Пьер Бурдьё: Совершенно верно. Хотят имитировать продвинутые науки, в которых имеются очень точные и очень маленькие объекты исследований. Именно эта неумеренная специализация поощряется позитивистской моделью, с помощью своего рода подозрительности в отношении любой общей амбиции, воспринимаемой как остатки глобалистской амбиции философии. В действительности мы все ещё находимся в фазе, когда абсурдно отделять, например, социологию образования от социологии культуры. Как можно заниматься социологией литературы или социологией науки без отсылки к социолбгии системы образования? Например, когда занимаются социальной историей интеллектуалов, почти всегда забывают принимать в расчёт структурную эволюцию системы образования, которая может привести к эффекту «перепроизводства» дипломированных специалистов, непосредственно влияющих на интеллектуальное поле, как на уровне производства — с появлением, например, «богемы», социально и интеллектуально разрушительной, — так и на уровне потребления: качественное и количественное изменение читательской публики. Очевидно, специализация также отвечает чьим-то интересам. Это хорошо известная вещь: например, в статье об эволюции права в средневековой Италии Гершенкрон показывает, что как только юристы завоевали автономию по отношению к правителям, каждый начал разделять специализацию таким образом, чтобы быть, скорее, первым в своей деревне, чем вторым в Риме. Эти два соединённых эффекта привели к тому, что юристы специализировались сверх всякой меры и утратили интерес к любому относительно общему исследованию, забывая, что в естественных науках вплоть до Лейбница и даже до Пуанкаре, великие учёные были одновременно философами, математиками и физиками.
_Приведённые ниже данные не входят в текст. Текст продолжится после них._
//! Seeds a database with demo users and items, then prints a bearer token
//! per user.
//!
//! ```text
//! RENTWELL_DATABASE_PATH=dev.db cargo run -p rentwell-api --bin seed
//! ```
//!
//! A database that already has users is left alone; tokens are still printed.

use tracing::info;
use tracing_subscriber::EnvFilter;

use rentwell_api::auth::JwtManager;
use rentwell_api::config::ApiConfig;
use rentwell_core::validation::validate_item_draft;
use rentwell_core::{ItemDraft, Money};
use rentwell_db::Database;

const USERS: [(&str, &str, &str); 3] = [
    ("user-olive", "Olive Owner", "olive@example.com"),
    ("user-bea", "Bea Renter", "bea@example.com"),
    ("user-cal", "Cal Renter", "cal@example.com"),
];

fn demo_items() -> Vec<ItemDraft> {
    let item = |title: &str, category: &str, daily: i64, deposit: i64| ItemDraft {
        title: title.to_string(),
        description: None,
        category: Some(category.to_string()),
        condition: Some("good".to_string()),
        location: Some("Lisbon".to_string()),
        photos: vec![],
        price_daily: Money::from_cents(daily),
        security_deposit: Money::from_cents(deposit),
    };

    vec![
        item("Mirrorless camera", "electronics", 2500, 20000),
        item("Camping tent (4p)", "outdoors", 1200, 5000),
        item("Cordless drill", "tools", 800, 0),
    ]
}

#[tokio::main]
async fn main() -> Result<(), Box<dyn std::error::Error>> {
    tracing_subscriber::fmt()
        .with_env_filter(
            EnvFilter::try_from_default_env().unwrap_or_else(|_| EnvFilter::new("info")),
        )
        .init();

    let config = ApiConfig::load()?;
    let db = Database::new(config.db_config()).await?;
    let jwt = JwtManager::new(&config.auth.jwt_secret, config.auth.token_lifetime_secs);

    if db.users().count().await? == 0 {
        for (id, name, email) in USERS {
            db.users().insert(id, name, email).await?;
        }

        let (owner, _, _) = USERS[0];
        for draft in demo_items() {
            validate_item_draft(&draft)?;
            let item = db.items().create(owner, draft).await?;
            info!(item_id = %item.id, title = %item.title, "Seeded item");
        }
        info!(path = %config.database.path.display(), "Database seeded");
    } else {
        info!("Database already has users, skipping seed");
    }

    for (id, name, _) in USERS {
        println!("{name} ({id}): Bearer {}", jwt.mint(id)?);
    }

    db.close().await;
    Ok(())
}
Вопрос: Как и многие социологи, Вы не слишком благоволите философам. Тем не менее Вы часто ссылаетесь на таких, философов как Кассирер или Башляр, которых, социологи вообще-то игнорируют.

Пьер Бурдьё: Действительно, мне случается задеть философов, поскольку я многого жду от философии. Социальные науки — это одновременно и новые способы мышления, иногда непосредственно конкурирующие, с философией (я имею в виду всю науку о государстве, о политике и тому подобное), и объекты мышления, в которых философия могла бы найти почву для размышления. Одной из функций философов науки могло бы стать обеспечение социологов инструментами для защиты от навязчивости позитивистской эпистемологии, являющейся одним из аспектов эффекта Гершенкрона. Например, когда Кассирер описывает генезис способа мышления и понятий, которые вводятся в оборот современной математикой или физикой, он совершенно отрицает позитивистское воззрение, показывая, что наиболее продвинутые науки сумели сформироваться — и совсем недавно — только благодаря предпочтению связей по отношению к субстанции (как силы в классической физике). Он показывает тем самым, что под именем научной методологии нам предлагают не что иное, как идеологическое представление легитимного способа заниматься наукой, которое в научной практике не соотносится ни с чем реальным.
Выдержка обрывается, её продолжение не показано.